Squaring up conflicts in state pot laws

Major changes may be coming to the California cannabis industry. These changes seek to reconcile differences between the state’s two cannabis laws—the Medical Cannabis Regulation and Safety Act of 2016 (MCRSA) and the Adult Use of Marijuana Act (AUMA) approved by voters in November.

In his budget, Gov. Brown has proposed changes to cannabis laws for the Legislature to consider. On the whole, these changes would be good news for small-scale producers.

The first proposed change addresses distributors. The MCRSA requires that all medicinal cannabis products go through a third-party distributor. The distributor is responsible for testing cannabis products prior to market. A distributor can hold a transportation license, but is precluded from holding any of the 16 other license types. However, under the AUMA, a distribution license allows a distributor to hold any other license except a testing license. Further, the AUMA allows for both third-party and in-house distributors owned by licensed cultivators, manufacturers and retailers.

Why does this matter? Many in the industry saw the distributor as an unnecessary step and a barrier to the market. Instead of being allowed to deliver your own crop to the dispensary or manufacturer, you would have to pay a distributor do it. There was talk of the distributor taking 30 to 40 percent of the value of the crop for this service. Many allege these distributorships were giveaways to the Teamsters union.

Given these complaints, Brown has proposed that the AUMA’s “open distribution model” be the one used in California. This is a big victory for the little guy. There was a lot of concern among patients and growers about how much the distributor was going to add to the final cost of the product.

Another of Brown’s proposals will allow more vertical integration. Under the MCRSA, licensees can hold up to two separate license categories, with the exception of testing and distribution. However, the governor proposes to use the AUMA’s vertically integrated licensing structure for both adult use and medicinal cannabis licensees. Testing licensees would still be independent of all licensees in other categories.

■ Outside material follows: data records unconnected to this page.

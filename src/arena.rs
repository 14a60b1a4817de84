// Copyright © 2024 Andrea Corbellini and contributors
// SPDX-License-Identifier: BSD-3-Clause

use crate::alloc::BlockAllocator;
use crate::alloc::BlockHandle;
use crate::alloc::Handle;
use crate::error::Error;
use crate::error::Result;
use crate::freelist::RawFreeList;
use crate::usage::Usage;
use core::alloc::GlobalAlloc;
use core::alloc::Layout;
use core::fmt;
use core::marker::PhantomData;
use core::ptr::NonNull;
use spin::Mutex;

#[inline]
#[must_use]
fn slice_to_nonnull<T>(slice: &mut [T]) -> NonNull<[T]> {
    let start = unsafe { NonNull::new_unchecked(slice.as_mut_ptr()) };
    let size = slice.len();
    NonNull::slice_from_raw_parts(start, size)
}

#[derive(Copy, Clone, Debug)]
struct FreeState {
    head: u16,
    free: u16,
}

/// The root allocator: `BC` uniform blocks of `BS` bytes each, carved out of
/// one contiguous region provided by the caller.
///
/// Every byte of state managed by this crate ultimately lives inside one of
/// these blocks. The arena itself is nothing more than a free list (threaded
/// through the blocks) plus an alignment fix-up at construction: the first
/// block starts at the first `BS`-aligned address inside the region, so the
/// address of any block is a multiple of the block size.
///
/// Blocks are addressed by [`BlockHandle`] (a small index), not by pointer.
///
/// # Examples
///
/// ```
/// use thimble::BlockAllocator;
/// use thimble::SlotArena;
///
/// #[repr(align(16))]
/// struct Memory([u8; 256]);
///
/// let mut memory = Memory([0; 256]);
/// let arena = SlotArena::<16, 16>::from_slice(&mut memory.0);
///
/// let block = arena.allocate_block().unwrap();
/// assert_eq!(arena.free_blocks(), 15);
/// arena.deallocate_block(block).unwrap();
/// assert_eq!(arena.free_blocks(), 16);
/// ```
pub struct SlotArena<'a, const BS: usize, const BC: usize> {
    list: RawFreeList,
    state: Mutex<FreeState>,
    upstream: Option<&'a dyn GlobalAlloc>,
    phantom: PhantomData<&'a mut [u8]>,
}

// SAFETY: The `'a` lifetime and the `&'a mut [u8]` in `phantom` are there to
// ensure that the underlying region is unique and not aliased. The free-list
// metadata is guarded by the `Mutex`; exclusivity of block *contents* is the
// responsibility of whoever holds the corresponding `BlockHandle`, exactly as
// with any allocator.
unsafe impl<'a, const BS: usize, const BC: usize> Send for SlotArena<'a, BS, BC> where
    &'a mut [u8]: Send
{
}

// SAFETY: See the `Send` impl above. The upstream allocator, when present, is
// only reachable through `unsafe` `GlobalAlloc` calls whose contract the
// caller already carries.
unsafe impl<'a, const BS: usize, const BC: usize> Sync for SlotArena<'a, BS, BC> {}

impl<'a, const BS: usize, const BC: usize> SlotArena<'a, BS, BC> {
    const LAYOUT_OK: () = assert!(
        BS.is_power_of_two()
            && BC.is_power_of_two()
            && BS >= size_of::<u16>()
            && BC < u16::MAX as usize,
        "block size and count must be powers of two, and the count must leave \
         room for the null sentinel"
    );

    /// Constructs an arena from a slice.
    ///
    /// The first block is placed at the first `BS`-aligned address inside the
    /// slice, so the slice must be large enough to hold `BC` blocks *after*
    /// that adjustment. Passing a slice that is already aligned to `BS` (for
    /// example via `#[repr(align(...))]`) wastes nothing.
    ///
    /// # Panics
    ///
    /// If the slice cannot hold `BC` aligned blocks.
    #[must_use]
    pub fn from_slice(slice: &'a mut [u8]) -> Self {
        let slice = slice_to_nonnull(slice);
        // SAFETY: The mutable borrow guarantees that `slice` is valid,
        // unique, and alive for `'a`.
        unsafe { Self::from_ptr(slice) }
    }

    /// Constructs an arena from a slice pointer.
    ///
    /// # Panics
    ///
    /// If the region cannot hold `BC` aligned blocks.
    ///
    /// # Safety
    ///
    /// - `slice` must be [valid](core::ptr#safety) for reads and writes.
    /// - `slice` must be alive for the lifetime of `'a`.
    /// - `slice` must not be aliased by any other reference or pointer for
    ///   the lifetime of `'a`.
    #[must_use]
    pub unsafe fn from_ptr(slice: NonNull<[u8]>) -> Self {
        let () = Self::LAYOUT_OK;

        let start = slice.cast::<u8>();
        let pad = start.align_offset(BS);
        assert!(
            pad.saturating_add(BS * BC) <= slice.len(),
            "arena region too small for the configured block count"
        );

        // SAFETY: In bounds per the assertion above.
        let base = unsafe { start.byte_add(pad) };
        // SAFETY: `base` is aligned to `BS` and the region holds `BC` blocks.
        let list = unsafe { RawFreeList::new(base, BS, BC) };

        let mut state = FreeState { head: 0, free: 0 };
        list.reset(&mut state.head, &mut state.free);

        Self {
            list,
            state: Mutex::new(state),
            upstream: None,
            phantom: PhantomData,
        }
    }

    /// Registers a general-purpose upstream allocator.
    ///
    /// Requests through the [`GlobalAlloc`] entry point that do not fit in a
    /// block are forwarded to the upstream allocator instead of failing. The
    /// uniform-block interface never touches the upstream.
    #[inline]
    #[must_use]
    pub fn with_upstream(mut self, upstream: &'a dyn GlobalAlloc) -> Self {
        self.upstream = Some(upstream);
        self
    }

    /// Returns the address of the first block.
    #[inline]
    #[must_use]
    pub fn base(&self) -> NonNull<u8> {
        self.list.base()
    }

    /// Returns memory usage information for this arena.
    ///
    /// # Examples
    ///
    /// ```
    /// use thimble::BlockAllocator;
    /// use thimble::SlotArena;
    ///
    /// #[repr(align(16))]
    /// struct Memory([u8; 256]);
    ///
    /// let mut memory = Memory([0; 256]);
    /// let arena = SlotArena::<16, 16>::from_slice(&mut memory.0);
    /// let _block = arena.allocate_block().unwrap();
    ///
    /// let usage = arena.usage();
    /// assert_eq!(usage.total, 16);
    /// assert_eq!(usage.used, 1);
    /// assert_eq!(usage.free, 15);
    /// ```
    #[must_use]
    pub fn usage(&self) -> Usage {
        let free = self.free_blocks();
        Usage {
            total: BC,
            used: BC - free,
            free,
        }
    }
}

impl<'a, const BS: usize, const BC: usize> BlockAllocator for SlotArena<'a, BS, BC> {
    const BLOCK_SIZE: usize = BS;
    const BLOCK_COUNT: usize = BC;

    type Handle = BlockHandle;

    fn allocate_block(&self) -> Result<BlockHandle> {
        let mut state = self.state.lock();
        let FreeState { head, free } = &mut *state;
        let block = self.list.pop(head, free).map_err(|_| Error::OutOfMemory)?;
        let index = self
            .list
            .index_of(block)
            .expect("popped block must belong to the arena");
        Ok(BlockHandle::new(index))
    }

    fn deallocate_block(&self, handle: BlockHandle) -> Result<()> {
        if handle.is_null() {
            return Err(Error::NotOwned);
        }
        let block = self.block_at(handle);
        let mut state = self.state.lock();
        let FreeState { head, free } = &mut *state;
        self.list.push(block, head, free)
    }

    fn block_at(&self, handle: BlockHandle) -> NonNull<u8> {
        assert!(!handle.is_null(), "null block handle");
        self.list.block_at(handle.0)
    }

    fn handle_of(&self, ptr: NonNull<u8>) -> Result<BlockHandle> {
        Ok(BlockHandle::new(self.list.index_of(ptr)?))
    }

    fn owns(&self, ptr: NonNull<u8>) -> bool {
        self.list.owns(ptr)
    }

    fn free_blocks(&self) -> usize {
        self.state.lock().free as usize
    }

    fn reset(&self) {
        let mut state = self.state.lock();
        let FreeState { head, free } = &mut *state;
        self.list.reset(head, free);
    }
}

// SAFETY: `alloc` returns either a block of `BS >= size` bytes aligned to
// `BS >= align`, memory from the upstream allocator, or null. `dealloc`
// routes each pointer back to wherever it came from.
unsafe impl<'a, const BS: usize, const BC: usize> GlobalAlloc for SlotArena<'a, BS, BC> {
    unsafe fn alloc(&self, layout: Layout) -> *mut u8 {
        let fits = layout.size() <= BS && layout.align() <= BS;
        if fits {
            return match self.allocate_block() {
                Ok(handle) => self.block_at(handle).as_ptr(),
                Err(_) => core::ptr::null_mut(),
            };
        }
        match self.upstream {
            Some(upstream) => upstream.alloc(layout),
            None => core::ptr::null_mut(),
        }
    }

    unsafe fn dealloc(&self, ptr: *mut u8, layout: Layout) {
        let fits = layout.size() <= BS && layout.align() <= BS;
        if fits {
            if let Some(ptr) = NonNull::new(ptr) {
                if let Ok(handle) = self.handle_of(ptr) {
                    let _ = self.deallocate_block(handle);
                    return;
                }
            }
        }
        if let Some(upstream) = self.upstream {
            upstream.dealloc(ptr, layout);
        }
    }
}

impl<'a, const BS: usize, const BC: usize> From<&'a mut [u8]> for SlotArena<'a, BS, BC> {
    #[inline]
    fn from(slice: &'a mut [u8]) -> Self {
        Self::from_slice(slice)
    }
}

impl<'a, const BS: usize, const BC: usize, const N: usize> From<&'a mut [u8; N]>
    for SlotArena<'a, BS, BC>
{
    #[inline]
    fn from(array: &'a mut [u8; N]) -> Self {
        Self::from(array.as_mut_slice())
    }
}

impl<'a, const BS: usize, const BC: usize> fmt::Debug for SlotArena<'a, BS, BC> {
    fn fmt(&self, f: &mut fmt::Formatter<'_>) -> fmt::Result {
        f.debug_struct("SlotArena")
            .field("block_size", &BS)
            .field("block_count", &BC)
            .field("free", &self.free_blocks())
            .field("upstream", &self.upstream.is_some())
            .finish()
    }
}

This structure will allow companies to grow and provide more than one product or service. The MCRSA stipulates that cannabis companies can possess a maximum of two types of licenses. This means, for example, that a company couldn’t grow cannabis, produce edibles and also be a retailer. The proposed changes allows companies, except for testing labs, to hold as many types of business licenses as they want.

It will be interesting to see how legislators receive these proposed changes, and others. It will reveal a lot about the future of the cannabis industry in California.

Ben Adams is a local attorney who concentrates his practice on cannabis compliance and defense.